■ **Problem statement**
Every line of the entries below that carries the string "CanonicalPhase" should be copied.

■ **Data section**
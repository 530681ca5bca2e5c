//! Live poller and secondary writers sharing one store.

mod common;

use chrono::Duration;
use common::{config, goal, kickoff, ScriptedProvider, PARTITION};
use fixture_sync::adapters::MemoryStore;
use fixture_sync::config::ReconcilerConfig;
use fixture_sync::domain::{CanonicalPhase, Entity};
use fixture_sync::engine::{PollScheduler, RaceGuard, SnapshotReconciler, WriterRole};
use fixture_sync::services::{ReconcileSweep, RefreshOutcome};
use fixture_sync::store::EntityStore;
use std::sync::Arc;

fn entity(id: i64, phase: CanonicalPhase) -> Entity {
    let mut e = Entity::scheduled(id, PARTITION, kickoff(), kickoff());
    e.phase = phase;
    e
}

#[tokio::test]
async fn test_secondary_reconcile_leaves_live_entity_alone() {
    let store = Arc::new(MemoryStore::new());
    store.insert_entity(entity(1, CanonicalPhase::Live));
    let live = SnapshotReconciler::new(
        Arc::clone(&store),
        RaceGuard::new(WriterRole::Live),
        &ReconcilerConfig::default(),
    );
    live.reconcile(1, &[goal("P1", 4, 10, "A. Scorer", &[])], kickoff())
        .await
        .unwrap();

    for role in [WriterRole::Sweep, WriterRole::Backfill] {
        let secondary = SnapshotReconciler::new(
            Arc::clone(&store),
            RaceGuard::new(role),
            &ReconcilerConfig::default(),
        );
        let outcome = secondary.reconcile(1, &[], kickoff()).await.unwrap();
        assert!(outcome.skipped);
        let outcome = secondary
            .reconcile(1, &[goal("P1", 9, 20, "B. Other", &[])], kickoff())
            .await
            .unwrap();
        assert!(outcome.skipped);
    }
    assert_eq!(store.records_of(1).len(), 1);
}

#[tokio::test]
async fn test_sweep_refreshes_finished_and_skips_live() {
    let store = Arc::new(MemoryStore::new());
    store.insert_entity(entity(1, CanonicalPhase::Live));
    store.insert_entity(entity(2, CanonicalPhase::Finished));
    let provider = Arc::new(ScriptedProvider::new());
    provider.set_phase(1, "P3");
    provider.set_phase(2, "FT");
    provider.set_occurrences(2, vec![goal("P1", 4, 10, "A. Scorer", &["B. Helper"])]);

    let sweep = ReconcileSweep::new(
        Arc::clone(&store),
        provider.clone(),
        &config(),
        WriterRole::Sweep,
    )
    .unwrap();
    let report = sweep.run_once(kickoff() + Duration::hours(3)).await.unwrap();

    assert_eq!(report.scanned, 2);
    assert_eq!(report.skipped_live, 1);
    assert_eq!(report.refreshed, 1);
    assert_eq!(report.records.inserted, 1);
    assert_eq!(provider.calls(1), 0);
    assert_eq!(store.records_of(2).len(), 1);
}

#[tokio::test]
async fn test_sweep_backs_off_when_refresh_reveals_live() {
    let store = Arc::new(MemoryStore::new());
    store.insert_entity(entity(1, CanonicalPhase::NotStarted));
    let provider = Arc::new(ScriptedProvider::new());
    provider.set_phase(1, "P2");
    provider.set_occurrences(1, vec![goal("P1", 4, 10, "A. Scorer", &[])]);

    let sweep = ReconcileSweep::new(
        Arc::clone(&store),
        provider.clone(),
        &config(),
        WriterRole::Sweep,
    )
    .unwrap();
    let outcome = sweep
        .refresh_entity(1, kickoff() + Duration::minutes(30))
        .await
        .unwrap();

    assert_eq!(outcome, RefreshOutcome::SkippedLive);
    assert_eq!(provider.occurrence_calls(1), 0);
    assert!(store.records_of(1).is_empty());
    let stored = store.get_entity(1).await.unwrap().unwrap();
    assert_eq!(stored.phase, CanonicalPhase::Live);
}

#[tokio::test]
async fn test_backfill_creates_unknown_entity() {
    let store = Arc::new(MemoryStore::new());
    let provider = Arc::new(ScriptedProvider::new());
    provider.set_phase(7, "AOT");
    provider.set_score(7, 4, 3);
    provider.set_occurrences(
        7,
        vec![
            goal("P1", 4, 10, "A. Scorer", &[]),
            goal("OT", 3, 20, "B. Winner", &["C. Helper"]),
        ],
    );

    let backfill = ReconcileSweep::new(
        Arc::clone(&store),
        provider.clone(),
        &config(),
        WriterRole::Backfill,
    )
    .unwrap();
    let report = backfill.backfill(&[7], kickoff() + Duration::days(2)).await;

    assert_eq!(report.refreshed, 1);
    assert!(report.failed.is_empty());
    let stored = store.get_entity(7).await.unwrap().unwrap();
    assert_eq!(stored.phase, CanonicalPhase::Finished);
    assert_eq!(stored.score.home, Some(4));
    assert_eq!(store.records_of(7).len(), 2);
}

#[tokio::test]
async fn test_sweep_picks_up_entity_after_live_poller_finishes_it() {
    let store = Arc::new(MemoryStore::new());
    store.insert_entity(Entity::scheduled(1, PARTITION, kickoff(), kickoff() - Duration::days(1)));
    let provider = Arc::new(ScriptedProvider::new());
    provider.set_phase(1, "P1");
    provider.set_occurrences(1, vec![goal("P1", 4, 10, "A. Scorer", &[])]);

    let cfg = config();
    let poller = PollScheduler::new(Arc::clone(&store), provider.clone(), &cfg);
    let sweep = ReconcileSweep::new(Arc::clone(&store), provider.clone(), &cfg, WriterRole::Sweep).unwrap();

    poller.tick_at(kickoff() + Duration::minutes(1)).await.unwrap();
    let during = sweep.run_once(kickoff() + Duration::minutes(2)).await.unwrap();
    assert_eq!(during.skipped_live, 1);

    provider.set_phase(1, "FT");
    provider.set_occurrences(
        1,
        vec![
            goal("P1", 4, 10, "A. Scorer", &["B. Helper"]),
            goal("P3", 19, 20, "D. Late", &[]),
        ],
    );
    poller.tick_at(kickoff() + Duration::hours(2)).await.unwrap();

    let after = sweep.run_once(kickoff() + Duration::hours(3)).await.unwrap();
    assert_eq!(after.refreshed, 1);
    assert_eq!(after.records.unchanged, 2);
    assert_eq!(store.records_of(1).len(), 2);
}

#[test]
fn test_secondary_roles_are_distinct_from_live() {
    assert!(!WriterRole::Live.is_secondary());
    assert!(WriterRole::Sweep.is_secondary());
    assert!(WriterRole::Backfill.is_secondary());
}
//! Token bucket shared by every provider call of one process.

use std::time::Duration;
use tokio::sync::Mutex;
use tokio::time::Instant;

#[derive(Debug)]
struct Bucket {
    tokens: f64,
    last_refill: Instant,
}

#[derive(Debug)]
pub struct TokenBucket {
    capacity: f64,
    refill_per_sec: f64,
    state: Mutex<Bucket>,
}

impl TokenBucket {
    /// `per_minute == 0` disables pacing; see [`TokenBucket::from_config`].
    pub fn new(per_minute: u32, burst: u32) -> Self {
        let capacity = f64::from(burst.max(1));
        Self {
            capacity,
            refill_per_sec: f64::from(per_minute) / 60.0,
            state: Mutex::new(Bucket {
                tokens: capacity,
                last_refill: Instant::now(),
            }),
        }
    }

    pub fn from_config(per_minute: u32, burst: u32) -> Option<Self> {
        (per_minute > 0).then(|| Self::new(per_minute, burst))
    }

    /// Wait until a token is available, then take it.
    pub async fn acquire(&self) {
        loop {
            let wait = {
                let mut bucket = self.state.lock().await;
                let now = Instant::now();
                let elapsed = now.duration_since(bucket.last_refill).as_secs_f64();
                bucket.tokens = (bucket.tokens + elapsed * self.refill_per_sec).min(self.capacity);
                bucket.last_refill = now;

                if bucket.tokens >= 1.0 {
                    bucket.tokens -= 1.0;
                    return;
                }
                Duration::from_secs_f64((1.0 - bucket.tokens) / self.refill_per_sec)
            };
            tokio::time::sleep(wait).await;
        }
    }

    /// Tokens currently available, for diagnostics.
    pub async fn available(&self) -> f64 {
        self.state.lock().await.tokens
    }
}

■ **Output for this exercise**
use fixture_sync::domain::{CanonicalPhase, Entity};
fn entity(id: i64, phase: CanonicalPhase) -> Entity {
    store.insert_entity(entity(1, CanonicalPhase::Live));
    store.insert_entity(entity(1, CanonicalPhase::Live));
    store.insert_entity(entity(2, CanonicalPhase::Finished));
    store.insert_entity(entity(1, CanonicalPhase::NotStarted));
    assert_eq!(stored.phase, CanonicalPhase::Live);
    assert_eq!(stored.phase, CanonicalPhase::Finished);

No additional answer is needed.